Nah, jadi kalau melepas bola lampu harus memperhatikan pitingan ini, memang biasanya pitingan ini kuat jadi ndak harus dipegangi. Tapi ada juga yang rapuh, sehingga ketika lampu di putar, yang copot bukan cuma lampu, tapi pitingan juga ikut copot. Jadi pitingannya juga harus ikut dipegangi ketika mencopot bola lampu.

Itu baru hal dasar yang bersifat teori. Hal terpenting sebenarnya adalah praktik atau pengalaman.

Zaman modern menyajikan berbagai macam kebutuhan. Bahkan orang tua di jaman modern cenderung lebih memanjakan anaknya.

Ada penelitian menarik tentang hubungan anak modern dengan ketidakbisaan mereka masang lampu.

Dr. Domenick Sportelli mengatakan bahwa dalam sejarah global, kita telah melihat banyak peristiwa kelam seperti The Great Depression (1929), Perang Dunia II, Perang Dingin, Krisis Ekonomi (1998), dll. Namun di masa-masa sulit itu, angka penderita depresi lebih sedikit dibandingkan saat ini.

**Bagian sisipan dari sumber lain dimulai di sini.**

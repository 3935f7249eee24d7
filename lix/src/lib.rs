//! Embedded, change-tracked data store.
//!
//! Lix layers a version-control model — commits, change sets and
//! branch-like *versions* with inheritance — on top of an otherwise
//! ordinary key/entity store, so that every mutation to application data
//! is simultaneously a durable, queryable history event. Applications get
//! git-like branching, checkpoints, merging and audit trails over
//! structured records without adopting a full document database.
//!
//! This crate is a thin facade over [`lix_state`], which implements the
//! storage model: the change log, the commit graph, the version registry,
//! the commit engine and the six-tier state resolver.
//!
//! # Example
//!
//! ```
//! use lix::{Lix, Mutation, StateKey};
//! use serde_json::json;
//!
//! let mut store = Lix::new();
//!
//! // Stage a mutation and commit it to the active version.
//! store.stage(Mutation::insert("p1", "paragraph", "doc.md", json!({"text": "hello"})))?;
//! store.commit()?;
//!
//! // Branch off, shadow the entity there, and observe that the original
//! // version is untouched.
//! let main = store.active_version().clone();
//! let draft = store.create_version("draft", Some(&main))?;
//! store.stage(Mutation::delete("p1", "paragraph", "doc.md").in_version(draft.clone()))?;
//! store.commit()?;
//!
//! let key = StateKey::new("p1", "paragraph", "doc.md");
//! assert!(store.resolve(&key, &draft)?.is_not_visible());
//! assert!(store.resolve(&key, &main)?.value().is_some());
//! # Ok::<(), lix::StateError>(())
//! ```

pub use lix_state::{
    Change, ChangeId, ChangeSet, ChangeSetElement, ChangeSetId, CheckpointError, Commit,
    CommitEdge, CommitError, CommitId, CommitOutcome, EntityId, FileId, GLOBAL_VERSION_ID,
    GraphError, Lix, MergeError, Mutation, ObserverId, Resolution, ResolvedState, SchemaKey,
    SerialState, StageError, StateError, StateKey, Tier, Timestamp, Version, VersionError,
    VersionId,
};

/// The storage model: change log, commit graph, versions, commit engine
/// and state resolver.
pub mod state {
    pub use lix_state::*;
}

Ini menjadi “unik” kenapa jumlah orang depresi di zaman modern makin banyak. Padahal zaman makin canggih, harusnya kebutuhan manusia makin terpenuhi, kan?

Dalam beberapa literatur yang saya baca, kenapa orang modern lebih merasa depresi, salah satunya karena ditemukannya pil kontrasepsi. Lho, apa hubungannya?

Jadi gini, orang di zaman modern, karena memiliki alat kontrasepsi, maka jumlah anaknya lebih sedikit daripada orang di zaman dulu yang mana memiliki anak sampai 10 itu masih sangat wajar. Nah, sejak ada alat kontrasepsi, orang-orang sudah mengurangi jumlah anaknya, jumlah anak idealnya adalah 2. Alhasil, uang, perhatian, serta apa-apa yang dimiliki orang tua bisa lebih banyak diterima oleh anak karena jumlah saudaranya juga sedikit.

Anak-anak di zaman dulu memiliki daya hidup tinggi karena persaingan antara saudara untuk mendapatkan uang, perhatian, dan apa-apa dari orang tua juga tinggi karena jumlah saudaranya banyak, sehingga membentuk pribadi yang lebih kuat, dibandingkan dengan anak sekarang yang apa-apa sudah terpenuhi. Bahkan di zaman modern, ada istilah tantrum yang ketika tidak dituruti maka anak akan nangis dan marah agar keinginanya terpenuhi.

Kalau zaman dulu mana ada yang namanya tantrum, kalaupun ada, mau diapain? Kebutuhan pokok sehari-hari saja masih serba kekurangan kok mau minta aneh-aneh. Berbeda dengan anak modern yang selalu mendapatkan apa pun yang diinginkan.

Terlalu dimanjakan itu tidak baik untuk anak. Ibaratnya ketika ada perang, anak zaman dulu dibekali oleh orang tuanya berupa pedang, panah, dan alat bertahan hidup lainnya, sedangkan anak modern malah disuruh untuk sembunyi di tempat yang aman.

Nah, karena anak modern tidak diberikan pengalaman dan daya hidup tinggi, ketika ia tumbuh dewasa pun wajar jika ia tidak bisa memasang lampu dengan fasyeh.

Jadi kalau ada cowok gak bisa masang lampu, jangan salahin dia. Jangan salahin juga pola asuh orang tuanya. Salahin saja tuh alat kontrasepsi.